Sementara itu, Papua Barat memiliki luas wilayah 97.024,27 km2, terdiri dari 1.945 pulau. Dua kota utama, Manokwari dan Sorong telah ada sebelum propinsi Papua Barat terbentuk.

Wilayah Papua memang masih luas. Pemekaran masuk akal untuk dilakukan. Yang kritikal adalah percepatan dalam rekrutmen dan peningkatan kapasitas ASN yang akan mengisi wilayah pemekaran tersebut. 

Juga, perlu djaga agar tidak terulang pengalaman pemekaran yang hanya meredistribusi uang korupsi dari anggaran pembangunan. Luka korupsi dana otsus karena ketidaksiapan perundangan, mekanisme kerja dan SDM harus jadi pembelajaran mahal.

Korupsi dana Otsus di wilayah Papua dan Papua Barat merugikan perempuan dan anak karena berujung pada miras dan 'perempuan'. Kekerasan terhadap perempuan dan anak luar biasa tinggi. 

2. Pembentukan badan nasional urusan Tanah Papua.
Memahami tanah Papua artinya memahami manusia dan budayanya, termasuk dalam hal kepemilikan tanah.

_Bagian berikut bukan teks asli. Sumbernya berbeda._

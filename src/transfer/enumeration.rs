//! Session enumeration receiver

use crate::constants::MAX_SESSIONS;
use crate::protocol::SessionRecord;

/// Records carried by one SessionDataChunk
pub const RECORDS_PER_CHUNK: usize = 2;

#[derive(Debug, Clone, PartialEq, Eq)]
pub struct EnumerationReceiver {
    expected: usize,
    records: Vec<SessionRecord>,
    chunks: usize,
}

impl EnumerationReceiver {
    /// Start receiving `count` records; counts above the directory capacity are clamped
    pub fn new(count: u8) -> Self {
        let expected = (count as usize).min(MAX_SESSIONS);
        Self {
            expected,
            records: Vec::with_capacity(expected),
            chunks: 0,
        }
    }

    /// Take the meaningful records from one chunk
    pub fn accept(&mut self, first: SessionRecord, second: SessionRecord) {
        let take = RECORDS_PER_CHUNK.min(self.remaining());
        self.records.extend([first, second].into_iter().take(take));
        self.chunks += 1;
    }

    pub fn expected(&self) -> usize {
        self.expected
    }

    pub fn received(&self) -> usize {
        self.records.len()
    }

    pub fn remaining(&self) -> usize {
        self.expected - self.records.len()
    }

    /// Chunks accepted so far
    pub fn chunks(&self) -> usize {
        self.chunks
    }

    pub fn is_complete(&self) -> bool {
        self.records.len() >= self.expected
    }

    pub fn into_records(self) -> Vec<SessionRecord> {
        self.records
    }
}
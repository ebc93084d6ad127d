//! User input
//!
//! Faders are polled through the actuator every tick. Buttons and rotary
//! encoders arrive as [`InputEvent`]s over a channel.

use crate::actuator::ChannelActuator;
use crate::channels::Button;
use crate::config::TouchConfig;
use crate::constants::CHANNEL_COUNT;

/// Discrete input from a channel strip
#[derive(Debug, Clone, Copy, PartialEq, Eq)]
pub enum InputEvent {
    Button { slot: usize, button: Button },
    RotaryTurn { slot: usize, delta: i32 },
    RotaryPress { slot: usize },
}

/// Interpreted fader reading
#[derive(Debug, Clone, Copy, PartialEq, Eq)]
pub struct FaderReading {
    pub slot: usize,
    pub position: u8,
    pub touched: bool,
    /// Touch state differs from the previous tick
    pub touch_changed: bool,
    /// Touched and outside the deadband: the user is moving it
    pub moving: bool,
}

/// Touch detection against per-channel baselines
#[derive(Debug, Clone)]
pub struct InputSampler {
    baselines: [u16; CHANNEL_COUNT],
    touched: [bool; CHANNEL_COUNT],
    sensitivity: f32,
    deadband: u8,
}

impl InputSampler {
    pub fn new(config: &TouchConfig) -> Self {
        Self {
            baselines: [0; CHANNEL_COUNT],
            touched: [false; CHANNEL_COUNT],
            sensitivity: config.sensitivity,
            deadband: config.position_deadband,
        }
    }

    /// Record untouched readings; call with hands off the faders
    pub fn calibrate<A: ChannelActuator>(&mut self, actuator: &mut A) {
        for (slot, baseline) in self.baselines.iter_mut().enumerate() {
            *baseline = actuator.sample(slot).touch;
        }
        tracing::debug!("Touch baselines: {:?}", self.baselines);
    }

    pub fn baselines(&self) -> &[u16; CHANNEL_COUNT] {
        &self.baselines
    }

    fn is_touch(&self, slot: usize, reading: u16) -> bool {
        reading as f32 > self.baselines[slot] as f32 * self.sensitivity
    }

    /// Sample every fader once
    pub fn sample<A: ChannelActuator>(&mut self, actuator: &mut A) -> [FaderReading; CHANNEL_COUNT] {
        std::array::from_fn(|slot| {
            let sample = actuator.sample(slot);
            let touched = self.is_touch(slot, sample.touch);
            let touch_changed = touched != self.touched[slot];
            self.touched[slot] = touched;
            FaderReading {
                slot,
                position: sample.position,
                touched,
                touch_changed,
                moving: touched && sample.position > self.deadband,
            }
        })
    }
}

Semua tanah di Papua adalah tanah ulayat. 

Badan nasional ini mungkin diharapkan menjadi fasilitator untuk membantu hal berurusan dengan tanah di Papua agar konflik yang selama ini muncul karena persoalan tanah menjadi berkurang. 

Pada saat yang sama, kita berharap agar badan ini tidak menjadi 'broker' yang membuat jual beli tanah akan meningkat dan bahkan merusak pertanahan di Papua. Memang, seperti apa badan ini hendak disusun dan dibangun adalah menjadi penting. 

3. Penempatan warga Papua sebagai pejabat pejabat eselon satu dan dua di kementrian dan LPMK.
Selama ini orang Papua memang sempat menduduki posisi penting di tingkat nasional, misalnya sebagai Menteri. Selama ini ada kesan bahwa posisi itu hanyalah posisi politis.

Sementara, penempatan warga Papua sebagai pejabat eselon satu dan dua di kementrian dan LPMK bisa dikatakan nyaris tak ada. Ini merupakan tuntutan yang sangat masuk akal untuk membongkar stigma bahwa orang Papua bukan bagian penting dalam SDM Indonesia. Tentu, pemerintah nasional perlu mengejar ketertinggalan dalam pengembangan SDM masyarakat Papua.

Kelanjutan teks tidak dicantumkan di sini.